Work task
If a line in the entries below includes "trace", show that line.

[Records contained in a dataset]
BEGIN
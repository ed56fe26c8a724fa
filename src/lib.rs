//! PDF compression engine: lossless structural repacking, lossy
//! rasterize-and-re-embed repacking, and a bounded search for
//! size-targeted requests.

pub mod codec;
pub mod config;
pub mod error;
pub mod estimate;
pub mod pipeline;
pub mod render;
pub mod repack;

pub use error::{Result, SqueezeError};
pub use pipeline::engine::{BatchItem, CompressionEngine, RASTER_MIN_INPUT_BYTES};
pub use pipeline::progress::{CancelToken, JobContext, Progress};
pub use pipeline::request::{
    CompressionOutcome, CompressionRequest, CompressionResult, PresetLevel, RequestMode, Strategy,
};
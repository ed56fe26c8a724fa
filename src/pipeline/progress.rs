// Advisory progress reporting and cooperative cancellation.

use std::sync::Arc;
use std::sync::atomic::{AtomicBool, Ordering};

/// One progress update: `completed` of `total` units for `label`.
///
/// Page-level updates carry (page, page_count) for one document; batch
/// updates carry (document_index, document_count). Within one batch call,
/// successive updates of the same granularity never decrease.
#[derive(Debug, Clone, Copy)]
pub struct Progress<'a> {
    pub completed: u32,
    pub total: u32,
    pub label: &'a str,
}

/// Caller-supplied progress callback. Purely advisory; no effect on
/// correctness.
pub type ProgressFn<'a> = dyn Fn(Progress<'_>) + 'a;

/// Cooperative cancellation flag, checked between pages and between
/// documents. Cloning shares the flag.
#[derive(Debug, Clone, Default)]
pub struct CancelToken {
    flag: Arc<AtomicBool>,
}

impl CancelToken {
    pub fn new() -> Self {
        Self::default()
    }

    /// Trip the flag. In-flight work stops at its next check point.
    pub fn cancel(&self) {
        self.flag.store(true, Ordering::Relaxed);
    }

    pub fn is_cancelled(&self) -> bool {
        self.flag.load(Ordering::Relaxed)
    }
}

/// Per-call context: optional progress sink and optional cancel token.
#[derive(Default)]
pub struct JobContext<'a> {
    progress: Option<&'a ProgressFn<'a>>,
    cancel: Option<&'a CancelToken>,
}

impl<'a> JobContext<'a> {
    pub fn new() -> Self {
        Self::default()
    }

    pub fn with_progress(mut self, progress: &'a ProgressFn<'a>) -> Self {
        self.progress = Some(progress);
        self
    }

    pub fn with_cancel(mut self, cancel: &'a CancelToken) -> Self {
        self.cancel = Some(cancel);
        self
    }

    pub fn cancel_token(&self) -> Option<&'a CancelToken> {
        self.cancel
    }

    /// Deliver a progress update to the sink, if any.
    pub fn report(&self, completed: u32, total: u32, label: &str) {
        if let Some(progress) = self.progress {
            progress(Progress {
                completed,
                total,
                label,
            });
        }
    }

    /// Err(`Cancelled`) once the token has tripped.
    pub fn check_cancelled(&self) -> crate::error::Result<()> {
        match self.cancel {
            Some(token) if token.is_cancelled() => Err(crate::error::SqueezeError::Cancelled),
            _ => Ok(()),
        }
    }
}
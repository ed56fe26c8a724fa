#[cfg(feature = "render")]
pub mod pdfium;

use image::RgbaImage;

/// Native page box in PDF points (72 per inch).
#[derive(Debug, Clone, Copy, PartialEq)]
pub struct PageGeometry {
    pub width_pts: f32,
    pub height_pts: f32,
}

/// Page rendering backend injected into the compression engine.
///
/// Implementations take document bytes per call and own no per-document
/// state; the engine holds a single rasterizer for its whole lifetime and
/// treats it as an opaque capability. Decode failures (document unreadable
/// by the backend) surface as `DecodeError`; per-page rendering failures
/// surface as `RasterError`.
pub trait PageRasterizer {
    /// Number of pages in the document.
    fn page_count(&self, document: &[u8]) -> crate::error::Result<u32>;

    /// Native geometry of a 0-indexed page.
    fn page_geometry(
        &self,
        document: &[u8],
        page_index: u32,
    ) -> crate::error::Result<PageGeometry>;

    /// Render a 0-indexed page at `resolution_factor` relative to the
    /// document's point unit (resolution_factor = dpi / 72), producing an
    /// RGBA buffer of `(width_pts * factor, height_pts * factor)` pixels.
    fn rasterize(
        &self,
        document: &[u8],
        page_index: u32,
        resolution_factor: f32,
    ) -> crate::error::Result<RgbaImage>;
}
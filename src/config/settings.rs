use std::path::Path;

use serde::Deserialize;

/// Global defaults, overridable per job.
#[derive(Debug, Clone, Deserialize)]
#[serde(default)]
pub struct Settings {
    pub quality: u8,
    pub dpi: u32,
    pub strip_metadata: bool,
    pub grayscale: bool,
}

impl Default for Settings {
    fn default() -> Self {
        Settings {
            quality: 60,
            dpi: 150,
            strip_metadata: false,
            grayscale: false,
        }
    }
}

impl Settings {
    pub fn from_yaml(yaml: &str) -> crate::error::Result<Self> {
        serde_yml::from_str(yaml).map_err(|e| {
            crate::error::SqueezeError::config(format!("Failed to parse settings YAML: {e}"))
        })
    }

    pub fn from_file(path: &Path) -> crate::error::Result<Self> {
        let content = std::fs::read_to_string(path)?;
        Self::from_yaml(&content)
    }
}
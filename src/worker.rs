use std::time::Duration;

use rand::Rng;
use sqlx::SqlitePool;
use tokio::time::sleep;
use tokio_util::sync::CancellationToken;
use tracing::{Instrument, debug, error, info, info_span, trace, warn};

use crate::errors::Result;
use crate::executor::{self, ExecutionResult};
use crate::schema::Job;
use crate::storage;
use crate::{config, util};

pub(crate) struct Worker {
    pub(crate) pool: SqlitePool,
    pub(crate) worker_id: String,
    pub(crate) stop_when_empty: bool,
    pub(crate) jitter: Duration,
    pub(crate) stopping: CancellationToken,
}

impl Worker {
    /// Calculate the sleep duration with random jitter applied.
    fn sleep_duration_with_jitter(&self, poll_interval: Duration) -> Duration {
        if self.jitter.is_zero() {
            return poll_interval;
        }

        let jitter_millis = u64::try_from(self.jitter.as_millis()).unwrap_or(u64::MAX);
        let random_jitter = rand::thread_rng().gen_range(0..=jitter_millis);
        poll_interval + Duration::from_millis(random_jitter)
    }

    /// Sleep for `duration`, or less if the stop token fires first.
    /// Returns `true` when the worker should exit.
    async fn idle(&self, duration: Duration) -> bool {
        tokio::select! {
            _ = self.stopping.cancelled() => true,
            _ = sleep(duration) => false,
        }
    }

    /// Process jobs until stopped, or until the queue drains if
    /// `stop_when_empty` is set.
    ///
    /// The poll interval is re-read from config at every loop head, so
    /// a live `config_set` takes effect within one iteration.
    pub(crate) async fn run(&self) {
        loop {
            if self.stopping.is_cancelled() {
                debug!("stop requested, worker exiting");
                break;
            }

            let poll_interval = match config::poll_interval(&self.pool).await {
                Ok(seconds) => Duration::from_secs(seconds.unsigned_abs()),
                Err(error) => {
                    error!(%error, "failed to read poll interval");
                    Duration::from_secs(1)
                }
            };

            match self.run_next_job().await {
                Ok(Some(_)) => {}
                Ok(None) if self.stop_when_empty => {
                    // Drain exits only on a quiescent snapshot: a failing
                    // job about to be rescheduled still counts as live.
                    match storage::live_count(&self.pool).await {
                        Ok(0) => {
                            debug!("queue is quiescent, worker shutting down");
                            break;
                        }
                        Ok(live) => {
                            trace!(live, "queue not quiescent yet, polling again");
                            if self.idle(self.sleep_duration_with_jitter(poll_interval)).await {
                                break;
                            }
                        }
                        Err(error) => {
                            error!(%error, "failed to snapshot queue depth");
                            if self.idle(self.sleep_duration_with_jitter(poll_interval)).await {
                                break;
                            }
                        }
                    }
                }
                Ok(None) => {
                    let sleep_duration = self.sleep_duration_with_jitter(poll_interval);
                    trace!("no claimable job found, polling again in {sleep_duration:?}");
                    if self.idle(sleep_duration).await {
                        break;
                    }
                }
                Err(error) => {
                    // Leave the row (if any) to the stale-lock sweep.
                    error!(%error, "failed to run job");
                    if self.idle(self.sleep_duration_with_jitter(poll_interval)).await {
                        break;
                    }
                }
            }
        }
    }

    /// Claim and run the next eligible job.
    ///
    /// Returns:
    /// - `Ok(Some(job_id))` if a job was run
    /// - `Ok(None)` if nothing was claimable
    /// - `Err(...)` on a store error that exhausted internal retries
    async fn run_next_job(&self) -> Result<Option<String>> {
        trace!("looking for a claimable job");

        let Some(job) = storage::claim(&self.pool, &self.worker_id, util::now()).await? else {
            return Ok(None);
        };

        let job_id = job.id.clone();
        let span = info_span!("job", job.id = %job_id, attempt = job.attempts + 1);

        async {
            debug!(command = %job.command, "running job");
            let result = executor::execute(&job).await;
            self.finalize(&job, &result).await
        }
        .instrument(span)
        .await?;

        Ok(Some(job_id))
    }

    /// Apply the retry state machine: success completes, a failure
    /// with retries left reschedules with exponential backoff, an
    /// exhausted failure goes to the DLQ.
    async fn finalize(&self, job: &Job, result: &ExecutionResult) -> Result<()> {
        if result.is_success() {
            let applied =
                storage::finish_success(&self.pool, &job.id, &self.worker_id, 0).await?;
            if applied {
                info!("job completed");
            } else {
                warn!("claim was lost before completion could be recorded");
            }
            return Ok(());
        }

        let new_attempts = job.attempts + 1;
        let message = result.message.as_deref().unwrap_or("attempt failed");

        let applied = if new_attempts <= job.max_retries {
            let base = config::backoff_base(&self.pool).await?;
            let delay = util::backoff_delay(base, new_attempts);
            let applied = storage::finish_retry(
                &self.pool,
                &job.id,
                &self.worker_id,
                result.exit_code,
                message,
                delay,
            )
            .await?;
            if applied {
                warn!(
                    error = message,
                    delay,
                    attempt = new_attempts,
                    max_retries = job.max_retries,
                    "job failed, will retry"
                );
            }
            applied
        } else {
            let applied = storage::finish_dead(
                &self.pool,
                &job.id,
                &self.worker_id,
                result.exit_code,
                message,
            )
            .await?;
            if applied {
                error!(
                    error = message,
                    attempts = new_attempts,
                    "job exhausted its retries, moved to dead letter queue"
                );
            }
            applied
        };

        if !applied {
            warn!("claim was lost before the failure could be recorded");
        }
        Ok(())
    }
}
END
Answer below
use tracing::{Instrument, debug, error, info, info_span, trace, warn};
                            trace!(live, "queue not quiescent yet, polling again");
                    trace!("no claimable job found, polling again in {sleep_duration:?}");
        trace!("looking for a claimable job");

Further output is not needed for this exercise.